Wang Jingjing, Liu Xiaoyu, Li Yuxin, Mao Ruina
School of Information Engineering, Shandong Youth University of Political Science, Jinan 250103, China.
School of Information Science and Engineering, Northeastern University, Shenyang 110819, China.
Materials (Basel). 2025 Apr 25;18(9):1955. doi: 10.3390/ma18091955.
Microstructure simulations of continuous casting billets are vital for understanding solidification mechanisms and optimizing process parameters. However, the commonly used CA (Cellular Automaton) model is limited by grid anisotropy, which affects the accuracy of dendrite morphology simulations. While the DCSA (Decentered Square Algorithm) reduces anisotropy, its high computational cost due to the use of fine grids and dynamic liquid/solid interface tracking hinders large-scale applications. To address this, we propose a high-performance CA-DCSA method on GPUs (Graphic Processing Units). The CA-DCSA algorithm is first refactored and implemented on a CPU-GPU heterogeneous architecture for efficient acceleration. Subsequently, key optimizations, including memory access management and warp divergence reduction, are proposed to enhance GPU utilization.
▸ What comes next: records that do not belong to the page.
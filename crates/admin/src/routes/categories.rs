//! Category management.

use askama::Template;
use askama_web::WebTemplate;
use axum::{
    Form,
    extract::{Path, State},
    http::StatusCode,
    response::{IntoResponse, Redirect, Response},
};
use serde::Deserialize;
use tower_sessions::Session;
use tracing::instrument;

use jouwwinkel_core::CategoryId;
use jouwwinkel_core::models::Category;
use jouwwinkel_core::validation::ValidationErrors;

use crate::db::{CategoryInput, CategoryRepository, CategoryRow};
use crate::error::AppError;
use crate::filters;
use crate::middleware::RequireWriter;
use crate::models::Flash;
use crate::routes::context::{PageContext, set_flash};
use crate::routes::forms::{conflict_on, image_url};
use crate::state::AppState;

const MAX_NAME_LENGTH: usize = 100;
const MAX_DESCRIPTION_LENGTH: usize = 2_000;

#[derive(Debug, Clone, Default, Deserialize)]
pub struct CategoryForm {
    #[serde(default)]
    pub name: String,
    #[serde(default)]
    pub slug: String,
    #[serde(default)]
    pub description: String,
    #[serde(default)]
    pub image_url: String,
    #[serde(default)]
    pub sort_order: String,
    pub is_active: Option<String>,
}

impl CategoryForm {
    fn from_category(category: &Category) -> Self {
        Self {
            name: category.name.clone(),
            slug: category.slug.clone(),
            description: category.description.clone().unwrap_or_default(),
            image_url: category.image_url.clone().unwrap_or_default(),
            sort_order: category.sort_order.to_string(),
            is_active: category.is_active.then(|| "on".to_owned()),
        }
    }

    #[must_use]
    pub const fn active(&self) -> bool {
        self.is_active.is_some()
    }

    /// # Errors
    ///
    /// Returns the collected field errors.
    pub fn validate(&self) -> Result<CategoryInput, ValidationErrors> {
        let mut errors = ValidationErrors::new();
        let name = errors.text("name", &self.name, MAX_NAME_LENGTH, true);
        let slug = errors.slug("slug", &self.slug, &name);
        let description = errors.optional_text("description", &self.description, MAX_DESCRIPTION_LENGTH);
        let image_url = image_url(&mut errors, "image_url", &self.image_url);
        let sort_order = errors.optional_int("sort_order", &self.sort_order, 0).unwrap_or(0);

        errors.into_result(CategoryInput {
            name,
            slug,
            description,
            image_url,
            sort_order,
            is_active: self.active(),
        })
    }
}

#[derive(Template, WebTemplate)]
#[template(path = "categories/index.html")]
pub struct CategoriesIndexTemplate {
    pub ctx: PageContext,
    pub categories: Vec<CategoryRow>,
}

#[derive(Template, WebTemplate)]
#[template(path = "categories/form.html")]
pub struct CategoryFormTemplate {
    pub ctx: PageContext,
    pub category_id: Option<i32>,
    pub form: CategoryForm,
    pub errors: ValidationErrors,
}

fn form_page(
    ctx: PageContext,
    category_id: Option<i32>,
    form: CategoryForm,
    errors: ValidationErrors,
) -> Response {
    let page = CategoryFormTemplate {
        ctx,
        category_id,
        form,
        errors,
    };
    (StatusCode::UNPROCESSABLE_ENTITY, page).into_response()
}

/// GET /categories
#[instrument(skip_all)]
pub async fn index(
    State(state): State<AppState>,
    ctx: PageContext,
) -> Result<CategoriesIndexTemplate, AppError> {
    let categories = CategoryRepository::new(state.pool()).list().await?;
    Ok(CategoriesIndexTemplate { ctx, categories })
}

/// GET /categories/new
pub async fn new_category(ctx: PageContext) -> CategoryFormTemplate {
    CategoryFormTemplate {
        ctx,
        category_id: None,
        form: CategoryForm {
            sort_order: "0".to_owned(),
            is_active: Some("on".to_owned()),
            ..CategoryForm::default()
        },
        errors: ValidationErrors::new(),
    }
}

/// POST /categories
#[instrument(skip(state, session, ctx, admin, form), fields(admin_id = %admin.id))]
pub async fn create(
    State(state): State<AppState>,
    session: Session,
    RequireWriter(admin): RequireWriter,
    ctx: PageContext,
    Form(form): Form<CategoryForm>,
) -> Result<Response, AppError> {
    let input = match form.validate() {
        Ok(input) => input,
        Err(errors) => return Ok(form_page(ctx, None, form, errors)),
    };
    match CategoryRepository::new(state.pool()).create(&input).await {
        Ok(category) => {
            tracing::info!(category_id = %category.id, "Category created");
            set_flash(&session, Flash::success(format!("{} created", category.name))).await?;
            Ok(Redirect::to("/categories").into_response())
        }
        Err(e) => Ok(form_page(ctx, None, form, conflict_on("slug", e)?)),
    }
}

/// GET /categories/{id}
#[instrument(skip(state, ctx))]
pub async fn edit(
    State(state): State<AppState>,
    ctx: PageContext,
    Path(id): Path<i32>,
) -> Result<CategoryFormTemplate, AppError> {
    let category = CategoryRepository::new(state.pool())
        .get(CategoryId::new(id))
        .await?
        .ok_or_else(|| AppError::NotFound("Category".to_owned()))?;
    Ok(CategoryFormTemplate {
        ctx,
        category_id: Some(id),
        form: CategoryForm::from_category(&category),
        errors: ValidationErrors::new(),
    })
}

/// POST /categories/{id}
#[instrument(skip(state, session, ctx, admin, form), fields(admin_id = %admin.id))]
pub async fn update(
    State(state): State<AppState>,
    session: Session,
    RequireWriter(admin): RequireWriter,
    ctx: PageContext,
    Path(id): Path<i32>,
    Form(form): Form<CategoryForm>,
) -> Result<Response, AppError> {
    let input = match form.validate() {
        Ok(input) => input,
        Err(errors) => return Ok(form_page(ctx, Some(id), form, errors)),
    };
    match CategoryRepository::new(state.pool())
        .update(CategoryId::new(id), &input)
        .await
    {
        Ok(category) => {
            tracing::info!(category_id = %category.id, "Category updated");
            set_flash(&session, Flash::success("Category saved")).await?;
            Ok(Redirect::to("/categories").into_response())
        }
        Err(e) => Ok(form_page(ctx, Some(id), form, conflict_on("slug", e)?)),
    }
}

/// Delete a category; its products stay, without a category.
///
/// POST /categories/{id}/delete
#[instrument(skip(state, session, admin), fields(admin_id = %admin.id))]
pub async fn delete(
    State(state): State<AppState>,
    session: Session,
    RequireWriter(admin): RequireWriter,
    Path(id): Path<i32>,
) -> Result<Redirect, AppError> {
    CategoryRepository::new(state.pool())
        .delete(CategoryId::new(id))
        .await?;
    tracing::info!(category_id = id, "Category deleted");
    set_flash(&session, Flash::success("Category deleted")).await?;
    Ok(Redirect::to("/categories"))
}

#[cfg(test)]
#[allow(clippy::unwrap_used)]
mod tests {
    use super::*;

    #[test]
    fn test_category_form() {
        let form = CategoryForm {
            name: "Keuken & Tafel".to_owned(),
            sort_order: "2".to_owned(),
            is_active: Some("on".to_owned()),
            ..CategoryForm::default()
        };
        let input = form.validate().unwrap();
        assert_eq!(input.slug, "keuken-tafel");
        assert_eq!(input.sort_order, 2);
        assert_eq!(input.description, None);
        assert!(input.is_active);
    }

    #[test]
    fn test_category_form_errors() {
        let form = CategoryForm {
            name: "Tassen".to_owned(),
            sort_order: "-1".to_owned(),
            image_url: "ftp://example.com/a.png".to_owned(),
            ..CategoryForm::default()
        };
        let errors = form.validate().unwrap_err();
        assert!(errors.get("sort_order").is_some());
        assert!(errors.get("image_url").is_some());
    }
}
Finally, simulated results are validated through industrial experiments, with relative errors of 2.5% (equiaxed crystal ratio) and 2.3% (average secondary dendrite arm spacing) in 65# steel, and 2.1% and 0.7% in 60# steel. The maximum temperature difference in 65# steel is 1.8 °C. Compared to the serial implementation, the GPU-accelerated method achieves a 1430× higher speed using two GPUs. This work has provided a powerful tool for detailed microstructure observation and process parameter optimization in continuous casting billets.
连铸坯的微观结构模拟对于理解凝固机制和优化工艺参数至关重要。然而,常用的元胞自动机(CA)模型受网格各向异性的限制,这会影响枝晶形态模拟的准确性。虽然偏心正方形算法(DCSA)降低了各向异性,但由于使用精细网格和动态液/固界面跟踪,其计算成本较高,阻碍了大规模应用。为了解决这个问题,我们提出了一种在图形处理单元(GPU)上的高性能CA-DCSA方法。首先在CPU-GPU异构架构上对CA-DCSA算法进行重构和实现,以实现高效加速。随后,提出了包括内存访问管理和减少 warp 发散在内的关键优化措施,以提高GPU利用率。最后,通过工业实验对模拟结果进行验证,65#钢的等轴晶率相对误差为2.5%,平均二次枝晶臂间距相对误差为2.3%,60#钢的相对误差分别为2.1%和0.7%。65#钢的最大温差为1.8℃。与串行实现相比,使用两个GPU的GPU加速方法实现了1430倍的更高速度。这项工作为连铸坯的详细微观结构观察和工艺参数优化提供了一个强大的工具。